Em junho, os colegas que dividiam apartamento com Hsu se mudaram. E ele, que se considera uma pessoa extrovertida, se viu morando sozinho. Por si só, o tédio cresceu.
"Definitivamente, não me saio muito bem quando há muito tempo ocioso", avalia.
Hsu é um dos muitos entediados pela pandemia. É difícil dizer quantas pessoas ao redor do mundo estão sofrendo de tédio, mas uma pesquisa com 3,5 mil pessoas em lockdown na Itália mostrou que o tédio era um dos efeitos psicológicos negativos mais comumente reportados na quarentena.

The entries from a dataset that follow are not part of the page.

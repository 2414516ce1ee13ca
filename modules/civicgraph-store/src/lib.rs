//! Read-only access to the civic graph views.
//!
//! `GraphSource` is the seam: `ViewStore` answers it from Postgres,
//! `MemorySource` answers it from rows held in memory.

pub mod error;
pub mod memory;
pub mod source;
pub mod store;

pub use error::{StoreError, StoreResult};
pub use memory::MemorySource;
pub use source::{BridgeFilter, GraphSource, View};
pub use store::ViewStore;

No início, quando a pandemia era recente, o lockdown era uma novidade e as ações do Zoom na bolsa ainda eram negociadas a menos de US$ 200 por quota, havia muitas atividades para experimentar.

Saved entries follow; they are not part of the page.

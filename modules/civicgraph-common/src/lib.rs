pub mod config;
pub mod error;
pub mod types;

pub use config::Config;
pub use error::ConfigError;
pub use types::*;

Mas isso foi há um ano — e, conforme a pandemia se arrasta, o tédio vai tomando conta.
À primeira vista, o tédio pode parecer um problema trivial. Comparado ao contágio galopante, o desemprego e as mortes, reclamar de algumas horas não preenchidas pode parecer um pouco egocêntrico. Mas o tédio pode levar a alguns problemas bastante reais.
Pesquisadores da Universidade de Waterloo, no Canadá, e da Universidade Duke, nos EUA, descobriram que pessoas propensas ao tédio têm mais chance de desrespeitar as regras de distanciamento social e realizar reuniões sociais.

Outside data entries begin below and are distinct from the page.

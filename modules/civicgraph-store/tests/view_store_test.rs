//! Integration tests for ViewStore.
//! Requires a Postgres instance. Set DATABASE_TEST_URL or these tests are skipped.

use std::time::Duration;

use civicgraph_common::{Config, Connection};
use civicgraph_store::{BridgeFilter, GraphSource, ViewStore};
use sqlx::PgPool;

/// Views backed by literal rows, so no tables or fixtures are needed.
const VIEWS: &[&str] = &[
    r#"
    CREATE OR REPLACE VIEW entities_view AS
    SELECT * FROM (VALUES
        (1, 'Megacorp',   'MC',   'Alice|Bob', 10::bigint,    5000::bigint, 'For-Profit', 1, 'https://mega.example'),
        (2, 'Bigco',      NULL,   NULL,        20::bigint,    4000::bigint, 'For-Profit', 1, NULL),
        (3, 'Influencer', NULL,   NULL,        90000::bigint, 5::bigint,    'Individual', 1, NULL),
        (4, 'Small A',    NULL,   NULL,        3::bigint,     3::bigint,    'Non-Profit', 1, NULL),
        (5, 'Hidden',     NULL,   NULL,        99999::bigint, 99999::bigint,'Non-Profit', 0, NULL)
    ) AS v(id, name, nickname, key_people, followers, employees, entity_type, render, url)
    "#,
    r#"
    CREATE OR REPLACE VIEW bridges_view AS
    SELECT * FROM (VALUES
        (1, 3, 'Funding Received',    1000.00::numeric, 2015, 2015, 1),
        (3, 1, 'Funding Given',       1000.00::numeric, 2015, 2015, 1),
        (2, 4, 'Investment Received', NULL::numeric,    NULL::int, NULL::int, 1),
        (1, 2, 'Collaboration',       NULL::numeric,    NULL::int, NULL::int, 1),
        (2, 1, 'Collaboration',       NULL::numeric,    NULL::int, NULL::int, 0)
    ) AS v(entity_1_id, entity_2_id, connection, amount, year, connection_year, render)
    "#,
    r#"
    CREATE OR REPLACE VIEW operations_view AS
    SELECT * FROM (VALUES
        (1, 'Revenue',  2500000::numeric, 2014),
        (4, 'Expenses', 10000::numeric,   2014)
    ) AS v(entity_id, finance, amount, year)
    "#,
    r#"
    CREATE OR REPLACE VIEW cities_view AS
    SELECT * FROM (VALUES
        (100, 'Seattle', 'Washington', 'WA', 'United States', 'US', 47.6, -122.3)
    ) AS v(id, city_name, state_name, state_code, country_name, country_code, city_lat, city_long)
    "#,
    r#"
    CREATE OR REPLACE VIEW locations_view AS
    SELECT * FROM (VALUES
        (10, 1, 100,       '1 Main St', 47.61, -122.33),
        (11, 4, NULL::int, '2 Pine St', NULL::float8, NULL::float8)
    ) AS v(id, entity_id, city_id, address, address_lat, address_long)
    "#,
    r#"
    CREATE OR REPLACE VIEW locations_with_city AS
    SELECT l.*, c.city_name, c.state_name, c.state_code, c.country_name, c.country_code
    FROM locations_view l
    LEFT JOIN cities_view c ON l.city_id = c.id
    "#,
];

/// Get a test database pool with the views in place, or skip.
async fn test_pool() -> Option<PgPool> {
    let url = std::env::var("DATABASE_TEST_URL").ok()?;
    let pool = PgPool::connect(&url).await.ok()?;

    // Tests run in parallel; serialize the catalog updates.
    let mut tx = pool.begin().await.ok()?;
    sqlx::query("SELECT pg_advisory_xact_lock(7341)")
        .execute(&mut *tx)
        .await
        .ok()?;
    for view in VIEWS {
        sqlx::query(view).execute(&mut *tx).await.ok()?;
    }
    tx.commit().await.ok()?;

    Some(pool)
}

// =========================================================================
// Entities
// =========================================================================

#[tokio::test]
async fn top_entities_union_is_sorted_and_deduplicated() {
    let Some(pool) = test_pool().await else {
        return;
    };
    let store = ViewStore::new(pool);

    let rows = store.top_entities(2).await.unwrap();
    let names: Vec<&str> = rows.iter().map(|e| e.name.as_str()).collect();

    // Bigco is in both rankings and appears once; Hidden never renders.
    assert_eq!(names, vec!["Bigco", "Influencer", "Megacorp"]);
    assert!(rows.iter().all(|e| !e.loaded));
}

#[tokio::test]
async fn top_entities_keep_every_view_column() {
    let Some(pool) = test_pool().await else {
        return;
    };
    let store = ViewStore::new(pool);

    let rows = store.top_entities(2).await.unwrap();
    let megacorp = rows.iter().find(|e| e.id == 1).unwrap();

    assert_eq!(megacorp.key_people.as_deref(), Some("Alice|Bob"));
    assert_eq!(megacorp.render, Some(true));
    assert_eq!(
        megacorp.extra.get("url"),
        Some(&serde_json::json!("https://mega.example"))
    );
}

#[tokio::test]
async fn entities_excluding_projects_and_filters() {
    let Some(pool) = test_pool().await else {
        return;
    };
    let store = ViewStore::new(pool);

    let rows = store.entities_excluding(&[1, 2, 3]).await.unwrap();
    let ids: Vec<i64> = rows.iter().map(|e| e.id).collect();
    assert_eq!(ids, vec![4]);
    assert_eq!(rows[0].render, None);
    assert!(rows[0].extra.is_empty());

    let all = store.entities_excluding(&[]).await.unwrap();
    assert_eq!(all.len(), 4);
}

// =========================================================================
// Bridges
// =========================================================================

#[tokio::test]
async fn bridges_filter_render_connection_and_endpoints() {
    let Some(pool) = test_pool().await else {
        return;
    };
    let store = ViewStore::new(pool);

    let all = store.bridges(&BridgeFilter::all()).await.unwrap();
    assert_eq!(all.len(), 4);
    assert!(all.iter().all(|b| b.render));

    let funding = store
        .bridges(&BridgeFilter::of(Connection::FundingReceived))
        .await
        .unwrap();
    assert_eq!(funding.len(), 1);
    assert_eq!(funding[0].amount, Some(1000.0));
    assert_eq!(funding[0].connection_year, Some(2015));

    let scoped = store.bridges(&BridgeFilter::between(vec![1, 2, 3])).await.unwrap();
    assert_eq!(scoped.len(), 3);
    assert!(scoped.iter().all(|b| b.entity_2_id != 4));
}

// =========================================================================
// Operations and locations
// =========================================================================

#[tokio::test]
async fn operations_and_locations_decode() {
    let Some(pool) = test_pool().await else {
        return;
    };
    let store = ViewStore::new(pool);

    let operations = store.operations().await.unwrap();
    assert_eq!(operations.len(), 2);

    let locations = store.entity_locations().await.unwrap();
    let main_st = locations.iter().find(|l| l.id == Some(10)).unwrap();
    assert_eq!(main_st.entity_id, Some(1));
    assert_eq!(main_st.fields["city_name"], serde_json::json!("Seattle"));

    let cities = store.cities().await.unwrap();
    assert_eq!(cities[0].state_code.as_deref(), Some("WA"));
}

#[tokio::test]
async fn city_locations_left_join_and_order_by_entity() {
    let Some(pool) = test_pool().await else {
        return;
    };
    let store = ViewStore::new(pool);

    let rows = store.city_locations().await.unwrap();
    assert_eq!(rows.len(), 2);
    assert_eq!(rows[0].entity, Some(1));
    assert_eq!(rows[0].city_name.as_deref(), Some("Seattle"));
    assert_eq!(rows[1].entity, Some(4));
    assert_eq!(rows[1].city_name, None);
}

// =========================================================================
// Pool
// =========================================================================

#[tokio::test]
async fn connect_applies_statement_timeout() {
    let Ok(url) = std::env::var("DATABASE_TEST_URL") else {
        return;
    };
    let config = Config {
        database_url: url,
        max_connections: 1,
        acquire_timeout: Duration::from_secs(2),
        statement_timeout: Duration::from_millis(1500),
        top_entity_limit: 10,
    };

    let store = ViewStore::connect(&config).await.unwrap();
    let timeout: String = sqlx::query_scalar("SHOW statement_timeout")
        .fetch_one(store.pool())
        .await
        .unwrap();
    assert_eq!(timeout, "1500ms");
}
//! Folding entity, bridge, operation and location rows into vertices.

use std::collections::HashMap;

use serde::ser::SerializeMap;
use serde::{Serialize, Serializer};
use serde_json::{Map, Value};
use tracing::{debug, info};

use civicgraph_common::{
    BridgeRow, Connection, EntityRow, Finance, LocationRow, OperationRow, VertexLocation,
};

// --- Relationship entries ---

/// A non-financial relationship: collaboration, data or employment.
#[derive(Debug, Clone, PartialEq, Serialize)]
pub struct Link {
    pub entity_id: i64,
    pub entity: String,
}

/// A funding or investment relationship.
#[derive(Debug, Clone, PartialEq, Serialize)]
pub struct FinancialLink {
    pub entity_id: i64,
    pub entity: String,
    pub amount: Option<f64>,
    pub year: Option<i32>,
}

/// One revenue or expense figure.
#[derive(Debug, Clone, PartialEq, Serialize)]
pub struct Ledger {
    pub amount: Option<f64>,
    pub year: Option<i32>,
}

/// The vertex sequence a bridge lands in.
#[derive(Debug, Clone, Copy, PartialEq, Eq)]
pub enum Relation {
    Funding,
    Investments,
    Collaborations,
    Data,
    Employment,
}

impl Relation {
    /// Both directions of a funding or investment bridge land in the same sequence.
    pub fn of(connection: Connection) -> Self {
        match connection {
            Connection::FundingReceived | Connection::FundingGiven => Relation::Funding,
            Connection::InvestmentReceived | Connection::InvestmentMade => Relation::Investments,
            Connection::Collaboration => Relation::Collaborations,
            Connection::Data => Relation::Data,
            Connection::Employment => Relation::Employment,
        }
    }

    pub fn carries_financials(&self) -> bool {
        matches!(self, Relation::Funding | Relation::Investments)
    }
}

// --- Vertex ---

/// An entity with its relationship sequences, ready for rendering.
#[derive(Debug, Clone, PartialEq, Serialize)]
pub struct Vertex {
    pub id: i64,
    pub name: String,
    #[serde(skip_serializing_if = "Option::is_none")]
    pub nickname: Option<String>,
    #[serde(skip_serializing_if = "Option::is_none")]
    pub entity_type: Option<String>,
    #[serde(skip_serializing_if = "Option::is_none")]
    pub followers: Option<i64>,
    #[serde(skip_serializing_if = "Option::is_none")]
    pub employees: Option<i64>,
    #[serde(skip_serializing_if = "Option::is_none")]
    pub key_people: Option<Vec<String>>,
    #[serde(skip_serializing_if = "Option::is_none")]
    pub render: Option<bool>,
    /// `true` for the curated top set, `false` for stubs.
    pub loaded: bool,
    #[serde(flatten)]
    pub extra: Map<String, Value>,

    pub collaborations: Vec<Link>,
    pub data: Vec<Link>,
    pub employment: Vec<Link>,
    pub expenses: Vec<Ledger>,
    pub funding: Vec<FinancialLink>,
    pub investments: Vec<FinancialLink>,
    pub locations: Vec<VertexLocation>,
    pub revenue: Vec<Ledger>,
}

impl From<EntityRow> for Vertex {
    fn from(row: EntityRow) -> Self {
        let key_people = row.key_people_list();
        Self {
            id: row.id,
            name: row.name,
            nickname: row.nickname,
            entity_type: row.entity_type,
            followers: row.followers,
            employees: row.employees,
            key_people,
            render: row.render,
            loaded: row.loaded,
            extra: row.extra,
            collaborations: Vec::new(),
            data: Vec::new(),
            employment: Vec::new(),
            expenses: Vec::new(),
            funding: Vec::new(),
            investments: Vec::new(),
            locations: Vec::new(),
            revenue: Vec::new(),
        }
    }
}

impl Vertex {
    fn attach(&mut self, relation: Relation, counterparty: String, bridge: &BridgeRow) {
        let entity_id = bridge.entity_2_id;

        if relation.carries_financials() {
            let link = FinancialLink {
                entity_id,
                entity: counterparty,
                amount: bridge.amount,
                year: bridge.year,
            };
            match relation {
                Relation::Investments => self.investments.push(link),
                _ => self.funding.push(link),
            }
            return;
        }

        let link = Link {
            entity_id,
            entity: counterparty,
        };
        match relation {
            Relation::Data => self.data.push(link),
            Relation::Employment => self.employment.push(link),
            _ => self.collaborations.push(link),
        }
    }

    fn record(&mut self, finance: Finance, operation: &OperationRow) {
        let entry = Ledger {
            amount: operation.amount,
            year: operation.year,
        };
        match finance {
            Finance::Revenue => self.revenue.push(entry),
            Finance::Expenses => self.expenses.push(entry),
        }
    }
}

// --- VertexMap ---

/// Vertices keyed by entity id, iterated in insertion order.
/// Serializes as a JSON object `{"<id>": vertex, ...}`.
#[derive(Debug, Clone, Default, PartialEq)]
pub struct VertexMap {
    vertices: Vec<Vertex>,
    by_id: HashMap<i64, usize>,
}

impl VertexMap {
    pub fn new() -> Self {
        Self::default()
    }

    /// Insert a vertex. A repeated id replaces the earlier vertex in place.
    pub fn insert(&mut self, vertex: Vertex) {
        match self.by_id.get(&vertex.id) {
            Some(&idx) => self.vertices[idx] = vertex,
            None => {
                self.by_id.insert(vertex.id, self.vertices.len());
                self.vertices.push(vertex);
            }
        }
    }

    pub fn get(&self, id: i64) -> Option<&Vertex> {
        self.by_id.get(&id).map(|&idx| &self.vertices[idx])
    }

    fn get_mut(&mut self, id: i64) -> Option<&mut Vertex> {
        self.by_id.get(&id).map(|&idx| &mut self.vertices[idx])
    }

    pub fn contains(&self, id: i64) -> bool {
        self.by_id.contains_key(&id)
    }

    pub fn len(&self) -> usize {
        self.vertices.len()
    }

    pub fn is_empty(&self) -> bool {
        self.vertices.is_empty()
    }

    pub fn ids(&self) -> Vec<i64> {
        self.vertices.iter().map(|v| v.id).collect()
    }

    pub fn iter(&self) -> impl Iterator<Item = &Vertex> {
        self.vertices.iter()
    }

    pub fn into_vec(self) -> Vec<Vertex> {
        self.vertices
    }
}

impl Serialize for VertexMap {
    fn serialize<S: Serializer>(&self, serializer: S) -> Result<S::Ok, S::Error> {
        let mut map = serializer.serialize_map(Some(self.vertices.len()))?;
        for vertex in &self.vertices {
            map.serialize_entry(&vertex.id.to_string(), vertex)?;
        }
        map.end()
    }
}

// --- Fold ---

/// Rows the fold dropped. Never an error: the views may reference
/// entities outside the vertex set being folded against.
#[derive(Debug, Clone, Default, PartialEq, Eq)]
pub struct FoldStats {
    /// Bridges whose owner or counterparty is not a vertex.
    pub bridges_skipped: usize,
    pub unknown_connections: usize,
    pub operations_skipped: usize,
    pub unknown_finance: usize,
    pub locations_skipped: usize,
}

impl FoldStats {
    pub fn dropped(&self) -> usize {
        self.bridges_skipped
            + self.unknown_connections
            + self.operations_skipped
            + self.unknown_finance
            + self.locations_skipped
    }
}

/// Build the vertex mapping from raw view rows.
///
/// Entities are inserted in input order. Bridges append to the owner's
/// (`entity_1_id`) relationship sequences, operations to revenue or expenses,
/// locations (minus `entity_id`) to `locations`. Rows that reference an
/// unknown entity or carry an unknown connection/finance value are skipped
/// and counted in the returned [`FoldStats`].
pub fn process_vertices(
    entities: Vec<EntityRow>,
    bridges: &[BridgeRow],
    operations: &[OperationRow],
    locations: Vec<LocationRow>,
) -> (VertexMap, FoldStats) {
    let mut out = VertexMap::new();
    let mut stats = FoldStats::default();

    for entity in entities {
        out.insert(Vertex::from(entity));
    }

    for bridge in bridges {
        let Some(connection) = bridge.connection() else {
            stats.unknown_connections += 1;
            continue;
        };

        if !out.contains(bridge.entity_1_id) {
            debug!(
                entity_1_id = bridge.entity_1_id,
                connection = %connection,
                "Skipping bridge: owner is not a vertex"
            );
            stats.bridges_skipped += 1;
            continue;
        }

        let Some(counterparty) = out.get(bridge.entity_2_id).map(|v| v.name.clone()) else {
            debug!(
                entity_2_id = bridge.entity_2_id,
                connection = %connection,
                "Skipping bridge: counterparty is not a vertex"
            );
            stats.bridges_skipped += 1;
            continue;
        };

        if let Some(owner) = out.get_mut(bridge.entity_1_id) {
            owner.attach(Relation::of(connection), counterparty, bridge);
        }
    }

    for operation in operations {
        let Some(finance) = operation.finance() else {
            stats.unknown_finance += 1;
            continue;
        };
        match out.get_mut(operation.entity_id) {
            Some(owner) => owner.record(finance, operation),
            None => {
                debug!(entity_id = operation.entity_id, "Skipping operation: not a vertex");
                stats.operations_skipped += 1;
            }
        }
    }

    for location in locations {
        let (entity_id, location) = location.detach();
        match entity_id.and_then(|id| out.get_mut(id)) {
            Some(owner) => owner.locations.push(location),
            None => {
                debug!(entity_id = ?entity_id, "Skipping location: not a vertex");
                stats.locations_skipped += 1;
            }
        }
    }

    if stats.dropped() > 0 {
        info!(
            vertices = out.len(),
            bridges_skipped = stats.bridges_skipped,
            unknown_connections = stats.unknown_connections,
            operations_skipped = stats.operations_skipped,
            unknown_finance = stats.unknown_finance,
            locations_skipped = stats.locations_skipped,
            "Vertex fold dropped rows"
        );
    }

    (out, stats)
}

Da mesma forma, um artigo adverte que, como as medidas para contenção da covid-19 causam tédio, esse tédio pode tornar cada vez mais difícil para as pessoas seguirem os protocolos adequados.
Os autores fazem referência ao popular meme: "Seus avós foram convocados a ir à guerra. Tudo o que pediram para você fazer é sentar no sofá. Você pode fazer isso."
Mas, segundo eles, o efeito do tédio sobre o autocontrole torna o ato de sentar no sofá "mais desafiador do que pode parecer à primeira vista".
Essas preocupações, sem dúvida, parecem acompanhar outras tendências alarmantes: um aumento nas viagens aéreas de férias nos Estados Unidos, embora os casos de covid-19 estivessem em alta em todo o país; restaurantes lotados na Flórida, mesmo com a taxa de novos casos no estado oscilando em torno de 11%. No Estado americano da Louisiana, um quarto das infecções registradas se deve a surtos iniciados em bares, restaurantes e cassinos.
Isso é particularmente preocupante à medida que surgem variantes mais contagiosas do vírus.
Mas os pesquisadores dizem que temos escolha no que se refere a como lidar com essa sensação de fadiga: o tédio pode ser uma força para o bem ou para o mal. É como respondemos a ele que faz toda a diferença.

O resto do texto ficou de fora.